Photo by Arto Marttinen on Unsplash
Serverless CSV Processing with AWS SAM: Lambda, S3, and DynamoDB Guide
As part of my AWS Certified Developer Associate (DVA-C02) exam preparation, I've built a practical project to understand core AWS services better. This project demonstrates how to process CSV files using AWS SAM, Lambda, S3, and DynamoDB – all common topics in the certification exam.
Project Repository
You can find the complete source code for this project on GitHub: Import Clients' Data via CSV
Prerequisites:
Basic understanding of AWS Lambda and S3
AWS SAM CLI installed
Node.js knowledge
AWS account with appropriate permissions
Project Overview
This application automates the process of importing clients' data via CSV files.
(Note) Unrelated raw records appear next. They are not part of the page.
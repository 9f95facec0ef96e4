use crate::config::OracleConfig;
use crate::error::configuration::ConfigurationError;
use crate::error::reqwest::WrappedReqwestError;
use crate::error::who_is::WhoIsError;
use crate::identity::PeerIdentity;
use crate::oracle::IdentityOracle;
use reqwest::{Client, StatusCode};
use serde::Deserialize;
use url::Url;

const WHOIS_PATH: &str = "localapi/v0/whois";

/// Asks the mesh daemon's local API who owns a connection.
pub struct LocalApiOracle {
    client: Client,
    base: Url,
    password: Option<String>,
}

#[derive(Deserialize)]
#[serde(rename_all = "PascalCase")]
struct WhoIsResponse {
    node: Option<WireNode>,
    user_profile: Option<WireUserProfile>,
}

#[derive(Deserialize)]
#[serde(rename_all = "PascalCase")]
struct WireNode {
    computed_name: Option<String>,
    #[serde(default)]
    tags: Option<Vec<String>>,
}

#[derive(Deserialize, Default)]
#[serde(rename_all = "PascalCase")]
struct WireUserProfile {
    #[serde(default)]
    login_name: String,
    #[serde(default)]
    display_name: String,
}

impl LocalApiOracle {
    pub fn new(config: &OracleConfig) -> Result<Self, ConfigurationError> {
        config.validate()?;
        let client = Client::builder()
            .timeout(config.lookup_timeout)
            .build()
            .map_err(|e| ConfigurationError::BuildOracleClientFailed(WrappedReqwestError(e)))?;
        Ok(Self {
            client,
            base: config.local_api_url.clone(),
            password: config.password.clone(),
        })
    }

    fn who_is_url(&self, address: &str) -> Url {
        let mut url = self.base.clone();
        url.set_path(&format!(
            "{}/{}",
            self.base.path().trim_end_matches('/'),
            WHOIS_PATH
        ));
        url.query_pairs_mut().clear().append_pair("addr", address);
        url
    }
}

#[async_trait::async_trait]
impl IdentityOracle for LocalApiOracle {
    async fn who_is(&self, address: &str) -> Result<PeerIdentity, WhoIsError> {
        let mut request = self
            .client
            .get(self.who_is_url(address))
            .header("Sec-Tailscale", "localapi");
        if let Some(password) = &self.password {
            request = request.basic_auth("", Some(password));
        }

        let response = request
            .send()
            .await
            .map_err(|e| WhoIsError::Transport(WrappedReqwestError(e)))?;

        match response.status() {
            StatusCode::NOT_FOUND => return Err(WhoIsError::UnknownPeer(address.to_string())),
            StatusCode::UNAUTHORIZED | StatusCode::FORBIDDEN => {
                return Err(WhoIsError::Unauthenticated(address.to_string()))
            }
            status if !status.is_success() => {
                let body = response.text().await.unwrap_or_default();
                return Err(WhoIsError::UnexpectedStatus {
                    address: address.to_string(),
                    status: status.as_u16(),
                    body: body.trim().to_string(),
                });
            }
            _ => {}
        }

        let who: WhoIsResponse = response
            .json()
            .await
            .map_err(|e| WhoIsError::InvalidResponse(WrappedReqwestError(e)))?;
        let node = who
            .node
            .ok_or_else(|| WhoIsError::MissingNode(address.to_string()))?;
        let computed_name = node
            .computed_name
            .filter(|name| !name.is_empty())
            .ok_or_else(|| WhoIsError::MissingComputedName(address.to_string()))?;
        let profile = who.user_profile.unwrap_or_default();

        Ok(PeerIdentity {
            tags: node.tags.unwrap_or_default(),
            login_name: profile.login_name,
            display_name: profile.display_name,
            computed_name,
        })
    }
}

#[cfg(test)]
mod tests {
    use super::*;
    use mockito::{mock, Matcher};
    use std::time::Duration;

    fn oracle_for(url: &str) -> LocalApiOracle {
        LocalApiOracle::new(&OracleConfig {
            local_api_url: Url::parse(url).unwrap(),
            password: None,
            lookup_timeout: Duration::from_secs(5),
        })
        .unwrap()
    }

    fn whois_mock(address: &str) -> mockito::Mock {
        mock("GET", "/localapi/v0/whois")
            .match_query(Matcher::UrlEncoded("addr".into(), address.into()))
            .match_header("sec-tailscale", "localapi")
    }

    #[tokio::test]
    async fn maps_tagged_node() {
        let m = whois_mock("100.64.0.1:41641")
            .with_status(200)
            .with_header("content-type", "application/json")
            .with_body(
                r#"{"Node": {"ComputedName": "node1", "Tags": ["tag:web", "tag:prod"]},
                    "UserProfile": {"LoginName": "tagged-devices", "DisplayName": "Tagged Devices"}}"#,
            )
            .create();

        let identity = oracle_for(&mockito::server_url())
            .who_is("100.64.0.1:41641")
            .await
            .unwrap();
        m.assert();

        assert_eq!(identity.tags, vec!["tag:web", "tag:prod"]);
        assert_eq!(identity.computed_name, "node1");
    }

    #[tokio::test]
    async fn maps_user_profile() {
        let m = whois_mock("100.64.0.2:41641")
            .with_status(200)
            .with_body(
                r#"{"Node": {"ComputedName": "alices-laptop", "Tags": null},
                    "UserProfile": {"LoginName": "alice@example.com", "DisplayName": "Alice"}}"#,
            )
            .create();

        let identity = oracle_for(&mockito::server_url())
            .who_is("100.64.0.2:41641")
            .await
            .unwrap();
        m.assert();

        assert_eq!(
            identity,
            PeerIdentity::user("alice@example.com", "Alice", "alices-laptop")
        );
    }

    #[tokio::test]
    async fn sends_password_as_basic_auth() {
        let m = whois_mock("100.64.0.3:41641")
            // base64 of ":secret"
            .match_header("authorization", "Basic OnNlY3JldA==")
            .with_status(200)
            .with_body(r#"{"Node": {"ComputedName": "n3"}}"#)
            .create();

        let oracle = LocalApiOracle::new(&OracleConfig {
            local_api_url: Url::parse(&mockito::server_url()).unwrap(),
            password: Some("secret".to_string()),
            lookup_timeout: Duration::from_secs(5),
        })
        .unwrap();
        let identity = oracle.who_is("100.64.0.3:41641").await.unwrap();
        m.assert();

        assert_eq!(identity.computed_name, "n3");
        assert!(identity.tags.is_empty());
    }

    #[tokio::test]
    async fn not_found_is_unknown_peer() {
        let m = whois_mock("100.64.0.4:41641")
            .with_status(404)
            .with_body("no match for IP:port")
            .create();

        let result = oracle_for(&mockito::server_url())
            .who_is("100.64.0.4:41641")
            .await;
        m.assert();

        assert!(matches!(result, Err(WhoIsError::UnknownPeer(_))));
    }

    #[tokio::test]
    async fn forbidden_is_unauthenticated() {
        let m = whois_mock("100.64.0.5:41641").with_status(403).create();

        let result = oracle_for(&mockito::server_url())
            .who_is("100.64.0.5:41641")
            .await;
        m.assert();

        assert!(matches!(result, Err(WhoIsError::Unauthenticated(_))));
    }

    #[tokio::test]
    async fn server_error_keeps_status_and_body() {
        let m = whois_mock("100.64.0.6:41641")
            .with_status(500)
            .with_body("daemon not running\n")
            .create();

        let result = oracle_for(&mockito::server_url())
            .who_is("100.64.0.6:41641")
            .await;
        m.assert();

        match result {
            Err(WhoIsError::UnexpectedStatus { status, body, .. }) => {
                assert_eq!(status, 500);
                assert_eq!(body, "daemon not running");
            }
            other => panic!("unexpected result {:?}", other),
        }
    }

    #[tokio::test]
    async fn missing_node_is_rejected() {
        let m = whois_mock("100.64.0.7:41641")
            .with_status(200)
            .with_body(r#"{"UserProfile": {"LoginName": "alice@example.com"}}"#)
            .create();

        let result = oracle_for(&mockito::server_url())
            .who_is("100.64.0.7:41641")
            .await;
        m.assert();

        assert!(matches!(result, Err(WhoIsError::MissingNode(_))));
    }

    #[tokio::test]
    async fn node_without_computed_name_is_rejected() {
        for (address, body) in [
            ("100.64.0.10:41641", r#"{"Node": {"Tags": ["tag:web"]}}"#),
            (
                "100.64.0.11:41641",
                r#"{"Node": {"ComputedName": "", "Tags": ["tag:web"]}}"#,
            ),
        ] {
            let m = whois_mock(address).with_status(200).with_body(body).create();

            let result = oracle_for(&mockito::server_url()).who_is(address).await;
            m.assert();

            assert!(
                matches!(result, Err(WhoIsError::MissingComputedName(_))),
                "{body} should be rejected"
            );
        }
    }

    #[test]
    fn unix_socket_url_is_rejected_at_construction() {
        let result = LocalApiOracle::new(&OracleConfig {
            local_api_url: Url::parse("unix:/var/run/tailscale/tailscaled.sock").unwrap(),
            password: None,
            lookup_timeout: Duration::from_secs(5),
        });
        assert!(matches!(
            result,
            Err(ConfigurationError::UnsupportedLocalApiUrl(_))
        ));
    }

    #[tokio::test]
    async fn garbage_body_is_invalid_response() {
        let m = whois_mock("100.64.0.8:41641")
            .with_status(200)
            .with_body("<html>")
            .create();

        let result = oracle_for(&mockito::server_url())
            .who_is("100.64.0.8:41641")
            .await;
        m.assert();

        assert!(matches!(result, Err(WhoIsError::InvalidResponse(_))));
    }

    #[tokio::test]
    async fn unreachable_daemon_is_transport_failure() {
        let result = oracle_for("http://127.0.0.1:1").who_is("100.64.0.9:41641").await;
        assert!(matches!(result, Err(WhoIsError::Transport(_))));
    }

    #[test]
    fn url_keeps_base_path_and_encodes_address() {
        let oracle = oracle_for("http://localhost:8080/proxy/");
        assert_eq!(
            oracle.who_is_url("[fd7a::1]:443").as_str(),
            "http://localhost:8080/proxy/localapi/v0/whois?addr=%5Bfd7a%3A%3A1%5D%3A443"
        );
    }
}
Here's what it does:
Accepts CSV file uploads to an S3 bucket
Triggers a Lambda function to process the file
Validates and stores the data in DynamoDB
Implementation Details
SAM Template
Our infrastructure is defined using AWS SAM:
AWSTemplateFormatVersion: '2010-09-09'
Transform: AWS::Serverless-2016-10-31
Description: Lambda function with S3 and DynamoDB access
Parameters:
ExistingBucketName:
Type: String
Description: Name of the existing S3 bucket to use
Resources:
AppDynamoDBTable:
Type: AWS::Serverless::SimpleTable
Properties:
PrimaryKey:
Name: id
Type: String
ProvisionedThroughput:
ReadCapacityUnits: 5
WriteCapacityUnits: 5
S3JsonLoggerFunction:
Type: AWS::Serverless::Function
Properties:
Handler: src/handlers/s3-json-logger.s3JsonLoggerHandler
Runtime: nodejs18.x
Architectures:
- x86_64
MemorySize: 128
Timeout: 60
Policies:
- S3ReadPolicy:
BucketName: !Ref ExistingBucketName
- DynamoDBCrudPolicy:
TableName: !Ref AppDynamoDBTable
Environment:
Variables:
APPDYNAMODBTABLE_TABLE_NAME: !Ref AppDynamoDBTable
APPDYNAMODBTABLE_TABLE_ARN: !GetAtt AppDynamoDBTable.Arn
S3_BUCKET_NAME: !Ref ExistingBucketName
Lambda Function
The Lambda function processes CSV files and stores data in DynamoDB:
import { S3Client, GetObjectCommand } from "@aws-sdk/client-s3";
import { sdkStreamMixin } from "@aws-sdk/util-stream-node";
import { parseString } from "@fast-csv/parse";
import { DynamoDBClient } from "@aws-sdk/client-dynamodb";
import {
DynamoDBDocumentClient,
PutCommand,
} from "@aws-sdk/lib-dynamodb";
const tableName = process.env.APPDYNAMODBTABLE_TABLE_NAME;
const client = new DynamoDBClient({});
const dynamo = DynamoDBDocumentClient.from(client);
const s3 = new S3Client({});
export const s3JsonLoggerHandler = async (event, context) => {
const getObjectRequests = event.Records.map((record) => {
return processS3Object(
new GetObjectCommand({
Bucket: record.s3.bucket.name,
Key: record.s3.object.key,
})
);
});
await Promise.all(getObjectRequests);
};
// Data validation
const isValidClient = (record) => {
const { name, email, company, phone, id, status } = record;
return (
name &&
email &&
company &&
phone &&
id &&
status &&
/^[^\s@]+@[^\s@]+\.[^\s@]+$/.test(email)
);
};
// Process S3 objects
const processS3Object = async (object) => {
try {
const data = await s3.send(object);
const objectString = await sdkStreamMixin(data.Body).transformToString();
const records = await new Promise((resolve, reject) => {
const records = [];
parseString(objectString, { headers: true })
.on("error", (error) => {
console.error("Error parsing CSV:", error);
reject(error);
})
.on("data", async (row) => {
if (isValidClient(row)) {
records.push(row);
}
})
.on("end", (rowCount) => {
resolve(records);
});
});
const insertPromises = records.map(insertIntoDynamoDB);
return await Promise.all(insertPromises);
} catch (err) {
console.error("Error in processS3Object:", err);
throw err;
}
};
// Insert into DynamoDB
const insertIntoDynamoDB = async (record) => {
try {
const command = new PutCommand({
TableName: tableName,
Item: {
id: record.id,
name: record.name,
email: record.email,
company: record.company,
phone: record.phone,
status: record.status,
},
});
await dynamo.send(command);
} catch (err) {
console.error(`Error inserting client ${record.email}:`, err);
}
};
Smart Variable Usage: This project uses SAM parameters and environment variables instead of hard-coded values for S3 bucket names and DynamoDB configurations. This makes the application easy to maintain and deploy across different environments without code changes.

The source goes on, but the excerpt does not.